++++ Source records ++++

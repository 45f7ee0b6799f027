use crate::config::toml_config::TomlConfig;
use crate::core::ConfigProvider;
use crate::utils::error::Result;
use crate::utils::validation::{validate_non_empty_string, Validate};
use clap::{Parser, ValueEnum};
use serde::{Deserialize, Serialize};

#[derive(Debug, Clone, Copy, PartialEq, Eq, Serialize, Deserialize, ValueEnum)]
#[serde(rename_all = "lowercase")]
pub enum FetchMode {
    Blocking,
    Reactive,
}

#[derive(Debug, Clone, Serialize, Deserialize, Parser)]
#[command(name = "user-fetch")]
#[command(about = "Fetch users from a remote JSON API")]
pub struct CliConfig {
    #[arg(long, env = "API_URL", default_value = "")]
    pub api_url: String,

    #[arg(long, help = "TOML file with an [api] section; overrides --api-url")]
    pub config: Option<String>,

    #[arg(long, default_value = "3", allow_negative_numbers = true)]
    pub limit: i32,

    #[arg(long, value_enum, default_value = "blocking")]
    pub mode: FetchMode,

    #[arg(long, help = "Enable verbose output")]
    pub verbose: bool,

    #[arg(long, help = "Emit logs as JSON")]
    pub json_logs: bool,
}

/// URL and limit the CLI will fetch with.
#[derive(Debug, Clone, PartialEq, Eq)]
pub struct FetchSettings {
    pub api_url: String,
    pub limit: i32,
}

impl CliConfig {
    /// `--config` wins over `--api-url`. A file without `limit` falls back to `--limit`.
    pub fn resolve_settings(&self) -> Result<FetchSettings> {
        match &self.config {
            Some(path) => {
                let file_config = TomlConfig::from_file(path)?;
                file_config.validate()?;
                Ok(FetchSettings {
                    api_url: file_config.api_url().to_string(),
                    limit: file_config.limit().unwrap_or(self.limit),
                })
            }
            None => {
                self.validate()?;
                Ok(FetchSettings {
                    api_url: self.api_url.clone(),
                    limit: self.limit,
                })
            }
        }
    }
}

impl ConfigProvider for CliConfig {
    fn api_url(&self) -> &str {
        &self.api_url
    }
}

impl Validate for CliConfig {
    fn validate(&self) -> Result<()> {
        validate_non_empty_string("api_url", &self.api_url)
    }
}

++++

• Instructions for the task:
Report every line of the entries that carries the word "PartialEq".

• Solution for this problem:
#[derive(Debug, Clone, Copy, PartialEq, Eq, Serialize, Deserialize, ValueEnum)]
#[derive(Debug, Clone, PartialEq, Eq)]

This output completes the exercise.